--- WORK INSTRUCTION ---
Please look for the string "match" below and report every line in which it occurs.

-------- DATA RECORDS

pub mod animation;
pub mod geometry;
pub mod layout;
pub mod source;
pub mod state;

pub use geometry::{Offsets, RulerMeasurement, RulerSpec, Size};
pub use state::DistanceState;
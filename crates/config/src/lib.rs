use std::path::PathBuf;
use std::time::Duration;

use anyhow::{Context, Result};
use distind_core::geometry::{
    RulerSpec, ANIMATION_DURATION, HIGHLIGHT_COUNT, HIGHLIGHT_HEIGHT, MARKS, MARK_HEIGHT,
    MARK_WIDTH, UPDATE_INTERVAL,
};
use distind_core::source::SourceError;
use distind_core::DistanceState;
use serde::{Deserialize, Serialize};

#[derive(Debug, Clone, Default, Serialize, Deserialize)]
pub struct Config {
    #[serde(default)]
    pub ruler: RulerConfig,
    #[serde(default)]
    pub source: SourceConfig,
    #[serde(default)]
    pub tui: TuiConfig,
}

/// Upper bounds for ruler settings. Anything larger cannot fit a terminal.
const MAX_MARKS: usize = 1024;
const MAX_ROWS: u16 = 64;

fn default_marks() -> usize {
    MARKS
}

fn default_mark_width() -> f64 {
    MARK_WIDTH
}

fn default_mark_height() -> f64 {
    MARK_HEIGHT
}

fn default_highlight_height() -> f64 {
    HIGHLIGHT_HEIGHT
}

fn default_highlight_count() -> usize {
    HIGHLIGHT_COUNT
}

fn default_mark_rows() -> u16 {
    2
}

fn default_highlight_rows() -> u16 {
    3
}

fn default_animation_ms() -> u64 {
    ANIMATION_DURATION.as_millis() as u64
}

#[derive(Debug, Clone, Serialize, Deserialize)]
pub struct RulerConfig {
    #[serde(default = "default_marks")]
    pub marks: usize,
    /// Mark width in columns.
    #[serde(default = "default_mark_width")]
    pub mark_width: f64,
    #[serde(default = "default_mark_height")]
    pub mark_height: f64,
    #[serde(default = "default_highlight_height")]
    pub highlight_height: f64,
    #[serde(default = "default_highlight_count")]
    pub highlight_count: usize,
    /// Terminal rows used by a plain mark.
    #[serde(default = "default_mark_rows")]
    pub mark_rows: u16,
    /// Terminal rows used by a highlighted mark.
    #[serde(default = "default_highlight_rows")]
    pub highlight_rows: u16,
    #[serde(default = "default_animation_ms")]
    pub animation_ms: u64,
}

impl Default for RulerConfig {
    fn default() -> Self {
        Self {
            marks: default_marks(),
            mark_width: default_mark_width(),
            mark_height: default_mark_height(),
            highlight_height: default_highlight_height(),
            highlight_count: default_highlight_count(),
            mark_rows: default_mark_rows(),
            highlight_rows: default_highlight_rows(),
            animation_ms: default_animation_ms(),
        }
    }
}

impl RulerConfig {
    pub fn spec(&self) -> RulerSpec {
        RulerSpec {
            marks: self.marks,
            mark_width: self.mark_width,
            mark_height: self.mark_height,
            highlight_height: self.highlight_height,
            highlight_count: self.highlight_count,
        }
    }

    pub fn animation(&self) -> Duration {
        Duration::from_millis(self.animation_ms)
    }
}

#[derive(Debug, Clone, Copy, Default, PartialEq, Eq, Serialize, Deserialize)]
#[serde(rename_all = "lowercase")]
pub enum SourceKind {
    #[default]
    Random,
    Script,
    Stdin,
}

impl std::fmt::Display for SourceKind {
    fn fmt(&self, f: &mut std::fmt::Formatter<'_>) -> std::fmt::Result {
        match self {
            SourceKind::Random => write!(f, "random"),
            SourceKind::Script => write!(f, "script"),
            SourceKind::Stdin => write!(f, "stdin"),
        }
    }
}

impl std::str::FromStr for SourceKind {
    type Err = SourceError;
    fn from_str(s: &str) -> std::result::Result<Self, Self::Err> {
        match s.to_lowercase().as_str() {
            "random" | "sim" | "simulated" => Ok(SourceKind::Random),
            "script" | "scripted" => Ok(SourceKind::Script),
            "stdin" | "-" => Ok(SourceKind::Stdin),
            other => Err(SourceError::UnknownKind(other.to_string())),
        }
    }
}

fn default_interval_ms() -> u64 {
    UPDATE_INTERVAL.as_millis() as u64
}

fn default_script() -> Vec<DistanceState> {
    vec![
        DistanceState::TooClose,
        DistanceState::Acceptable,
        DistanceState::TooFar,
        DistanceState::Acceptable,
    ]
}

#[derive(Debug, Clone, Serialize, Deserialize)]
pub struct SourceConfig {
    #[serde(default)]
    pub kind: SourceKind,
    #[serde(default = "default_interval_ms")]
    pub interval_ms: u64,
    #[serde(default = "default_script")]
    pub script: Vec<DistanceState>,
    #[serde(default)]
    pub seed: Option<u64>,
}

impl Default for SourceConfig {
    fn default() -> Self {
        Self {
            kind: SourceKind::default(),
            interval_ms: default_interval_ms(),
            script: default_script(),
            seed: None,
        }
    }
}

impl SourceConfig {
    pub fn interval(&self) -> Duration {
        Duration::from_millis(self.interval_ms)
    }
}

fn default_theme() -> String {
    "dark".to_string()
}

fn default_frame_ms() -> u64 {
    16
}

#[derive(Debug, Clone, Serialize, Deserialize)]
pub struct TuiConfig {
    #[serde(default = "default_theme")]
    pub theme: String,
    /// Overrides the highlight colour, `#rrggbb`.
    #[serde(default)]
    pub accent: Option<String>,
    #[serde(default = "default_frame_ms")]
    pub frame_ms: u64,
}

impl Default for TuiConfig {
    fn default() -> Self {
        Self {
            theme: default_theme(),
            accent: None,
            frame_ms: default_frame_ms(),
        }
    }
}

impl Config {
    pub fn load() -> Result<Self> {
        let path = Self::config_path();
        if path.exists() {
            Self::load_from(&path)
        } else {
            Ok(Self::default())
        }
    }

    pub fn load_from(path: &std::path::Path) -> Result<Self> {
        let content = std::fs::read_to_string(path).context("Failed to read config file")?;
        Self::parse(&content)
    }

    pub fn parse(content: &str) -> Result<Self> {
        let mut config: Config = toml::from_str(content).context("Failed to parse config file")?;
        config.validate();
        Ok(config)
    }

    pub fn config_dir() -> PathBuf {
        dirs::config_dir()
            .unwrap_or_else(|| PathBuf::from("."))
            .join("distind")
    }

    pub fn config_path() -> PathBuf {
        Self::config_dir().join("config.toml")
    }

    pub fn data_dir() -> PathBuf {
        dirs::data_dir()
            .unwrap_or_else(|| PathBuf::from("."))
            .join("distind")
    }

    pub fn log_path() -> PathBuf {
        Self::data_dir().join("distind.log")
    }

    pub fn ensure_dirs() -> Result<()> {
        std::fs::create_dir_all(Self::data_dir())?;
        Ok(())
    }

    /// Replaces values the ruler cannot draw with the defaults.
    pub fn validate(&mut self) {
        let ruler = &mut self.ruler;
        if ruler.marks == 0 {
            tracing::warn!("ruler.marks must be at least 1, using {MARKS}");
            ruler.marks = MARKS;
        }
        if ruler.marks > MAX_MARKS {
            tracing::warn!(value = ruler.marks, "ruler.marks is capped at {MAX_MARKS}");
            ruler.marks = MAX_MARKS;
        }
        if !(ruler.mark_width.is_finite() && ruler.mark_width >= 1.0) {
            tracing::warn!(value = ruler.mark_width, "Invalid ruler.mark_width, using {MARK_WIDTH}");
            ruler.mark_width = MARK_WIDTH;
        }
        // marks are drawn in whole columns
        ruler.mark_width = ruler.mark_width.round();
        if ruler.highlight_count == 0 || ruler.highlight_count > ruler.marks {
            let fallback = HIGHLIGHT_COUNT.min(ruler.marks);
            tracing::warn!(
                value = ruler.highlight_count,
                "ruler.highlight_count must be between 1 and ruler.marks, using {fallback}"
            );
            ruler.highlight_count = fallback;
        }
        if ruler.mark_rows == 0 {
            ruler.mark_rows = default_mark_rows();
        }
        if ruler.mark_rows > MAX_ROWS || ruler.highlight_rows > MAX_ROWS {
            tracing::warn!(
                mark_rows = ruler.mark_rows,
                highlight_rows = ruler.highlight_rows,
                "ruler rows are capped at {MAX_ROWS}"
            );
            ruler.mark_rows = ruler.mark_rows.min(MAX_ROWS);
            ruler.highlight_rows = ruler.highlight_rows.min(MAX_ROWS);
        }
        if ruler.highlight_rows < ruler.mark_rows {
            ruler.highlight_rows = ruler.mark_rows;
        }
        if self.source.interval_ms == 0 {
            tracing::warn!("source.interval_ms must be positive, using {}", default_interval_ms());
            self.source.interval_ms = default_interval_ms();
        }
        if self.source.script.is_empty() {
            self.source.script = default_script();
        }
        if self.tui.frame_ms == 0 {
            self.tui.frame_ms = default_frame_ms();
        }
    }
}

----------------

--- RESULT BELOW ---
        match self {
        match s.to_lowercase().as_str() {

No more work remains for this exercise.